Aroma yang entah dibawa angin darimana menggoda dan mengaktifkan seluruh syaraf terutama indera penciumanku. Aroma kental dan menenangkan yang amat kukenali—harum kopi yang diseduh. Aku menghirupnya dalam-dalam.

Tunggu dulu—kopi???

Kedua mataku yang memejam langsung terbuka lebar dan mendapati diriku terbangun dalam ruangan dan suasana yang amat asing. Isi kepalaku yang belum seutuhnya bangun berusaha keras memproses informasi apapun yang bisa kutangkap pagi ini.

Hal terakhir yang kuingat adalah ekspresi sebal mas Kale yang terekam jelas saat aku menertawainya sampai puas tadi malam di balkon apartemen.

Kepanikan ku berubah lega saat kudapati seluruh pakaianku tidak ada yang berubah atau berkurang sedikitpun—masih pakaian yang sama seperti kemarin. Hanya jaga-jaga saja siapa tau ada hal-hal yang tidak diinginkan terjadi tadi malam. Mengingat aku dan mas Kale dibawah pengaruh alkohol—hanya aku sebenarnya. Sampai detik terakhir bisa kupastikan mas Kale masih seratus persen sober kemudian memindahkanku dari kursi balkon ke ranjang di kamar ini. Gelenyar panas langsung merambati pipiku.

Ternyata kelegaanku tak bertahan lama. Kepanikan kembali menyergap saat sadar aku sama sekali belum mengabari Litani dimana aku menginap tadi malam. Buru-buru kuambil ponsel yang tergeletak di atas nakas dan mendapati lebih dari seratus pesan dan banyak lagi panggilan tak terjawab dari Litani. Sambil masih merutuki diriku sendiri, kuketik pesan balasan agar ia tidak panik saat sadar aku tidak pulang semalam.

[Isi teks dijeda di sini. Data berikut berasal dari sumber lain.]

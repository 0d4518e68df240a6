//! Error kinds surfaced by the resolution pipeline.

use std::io;
use std::path::PathBuf;
use thiserror::Error;

#[derive(Debug, Error)]
pub enum NavError {
    /// The category alias is not in the configured table. Detected before
    /// any filesystem access.
    #[error("unknown category alias '{alias}' (available: {known})")]
    UnknownCategory { alias: String, known: String },

    /// No explicit course identifier and no course directory exists yet.
    #[error("no course directory found under {dir:?}; specify one with -c")]
    NoCourseSelected { dir: PathBuf },

    /// No explicit week identifier and no week directory exists yet.
    #[error("no week directory found under {dir:?}; specify one with -w")]
    NoWeekSelected { dir: PathBuf },

    /// A prefix-matching entry whose suffix does not parse as an integer.
    /// Fatal rather than skipped: silently ignoring it could select the
    /// wrong "latest" entry.
    #[error("directory name '{name}' has a non-numeric suffix after '{prefix}'")]
    MalformedDirectoryName { name: String, prefix: String },

    /// Listing or creating a directory failed at the filesystem level.
    #[error("failed to access {path:?}")]
    Io {
        path: PathBuf,
        #[source]
        source: io::Error,
    },
}

impl NavError {
    pub(crate) fn io(path: impl Into<PathBuf>, source: io::Error) -> Self {
        Self::Io {
            path: path.into(),
            source,
        }
    }
}
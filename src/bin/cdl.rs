use std::env;

use anyhow::{anyhow, Context, Result};
use coursenav::courses::{load_or_default, workspace_root};
use coursenav::{LeafMode, NavRequest, Navigator};

fn main() -> Result<()> {
    let args = CliArgs::parse()?;
    let root = workspace_root()?;
    let config = load_or_default(&root)?;

    let navigator = Navigator::new(&config, root);
    let path = navigator.resolve(&args.into_request())?;
    println!("{}", path.display());

    Ok(())
}

struct CliArgs {
    category: String,
    mode: LeafMode,
    course: Option<String>,
    week: Option<String>,
}

impl CliArgs {
    fn parse() -> Result<Self> {
        let mut args = env::args().skip(1);
        let mut category = None;
        let mut mode = None;
        let mut course = None;
        let mut week = None;
        while let Some(arg) = args.next() {
            match arg.as_str() {
                "-c" => {
                    let value = args
                        .next()
                        .context("Expected a course identifier after -c")?;
                    course = Some(value);
                }
                "-w" => {
                    let value = args.next().context("Expected a week identifier after -w")?;
                    week = Some(value);
                }
                "--help" | "-h" => {
                    print_usage();
                    std::process::exit(0);
                }
                other if other.starts_with('-') => {
                    return Err(anyhow!(
                        "Unknown argument '{other}'. Run with --help for usage instructions."
                    ));
                }
                positional if category.is_none() => {
                    category = Some(positional.to_string());
                }
                positional if mode.is_none() => {
                    mode = Some(parse_mode(positional)?);
                }
                other => {
                    return Err(anyhow!(
                        "Unexpected argument '{other}'. Run with --help for usage instructions."
                    ));
                }
            }
        }
        let category =
            category.context("Expected a category alias. Run with --help for usage instructions.")?;
        Ok(Self {
            category,
            mode: mode.unwrap_or_default(),
            course,
            week,
        })
    }

    fn into_request(self) -> NavRequest {
        NavRequest {
            category: self.category,
            mode: self.mode,
            course: self.course,
            week: self.week,
        }
    }
}

fn parse_mode(value: &str) -> Result<LeafMode> {
    match value {
        "c" => Ok(LeafMode::Classwork),
        "h" => Ok(LeafMode::Homework),
        other => Err(anyhow!(
            "Invalid mode '{other}': expected 'c' (classwork) or 'h' (homework)."
        )),
    }
}

fn print_usage() {
    println!("cdl - resolve the directory of a course week");
    println!("Prints the resolved path; missing directories are created when");
    println!("an explicit identifier is given.");
    println!("Usage: cdl <category> [mode] [options]");
    println!("Arguments:");
    println!("  <category>   category alias from config.toml (defaults: p, a)");
    println!("  [mode]       'c' for classwork, 'h' for homework (default: h)");
    println!("Options:");
    println!("  -c <id>      course identifier; omitted: use the latest course");
    println!("  -w <id>      week identifier; omitted: use the latest week");
}
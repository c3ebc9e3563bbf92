//! Error types shared by the session and listener layers.

use std::io;

use thiserror::Error;

/// Errors that end an SMTP session.
#[derive(Debug, Error)]
pub enum SessionError {
    /// The peer closed the connection (EOF on read).
    #[error("Connection closed by peer")]
    Closed,

    /// An idle deadline expired while waiting on the socket.
    #[error("Session idle for more than {0} seconds")]
    Timeout(u64),

    /// Any other socket failure.
    #[error("Connection error: {0}")]
    Connection(#[from] io::Error),
}

impl SessionError {
    /// Returns `true` for the deadline-expired case, which gets its own
    /// farewell reply on the wire.
    #[must_use]
    pub const fn is_timeout(&self) -> bool {
        matches!(self, Self::Timeout(_))
    }
}

/// Errors that can occur in the listener.
#[derive(Debug, Error)]
pub enum ListenerError {
    /// Failed to bind to the configured socket address.
    #[error("Failed to bind to {address}: {source}")]
    BindFailed {
        address: String,
        #[source]
        source: io::Error,
    },

    /// Failed to accept an incoming connection.
    #[error("Failed to accept connection: {0}")]
    AcceptFailed(#[from] io::Error),
}
pub mod error;
pub mod logging;

pub use tracing;

/// Lifecycle notifications broadcast to every long-running task.
#[derive(Debug, Clone, Copy)]
pub enum Signal {
    Shutdown,
}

Begitu pesan terkirim gawaiku langsung bergetar tanda panggilan masuk. Aku menghirup nafas dalam-dalam.

"Halo."

"Lo memang mau buat gue mati muda ya Ay!" Suara Litani langsung mendampratku begitu panggilan tersambung. Aku sampai harus menjauhkan ponsel dari telingaku.

"Tenang dulu Tan, inhale...exhale."

"Gimana gue mau tenang. Semalaman gue panik mikirin lo ada dimana. Dihubungi nggak bisa, dichat nggak dibalas. Buang aja deh HP lo Ay, nggak guna."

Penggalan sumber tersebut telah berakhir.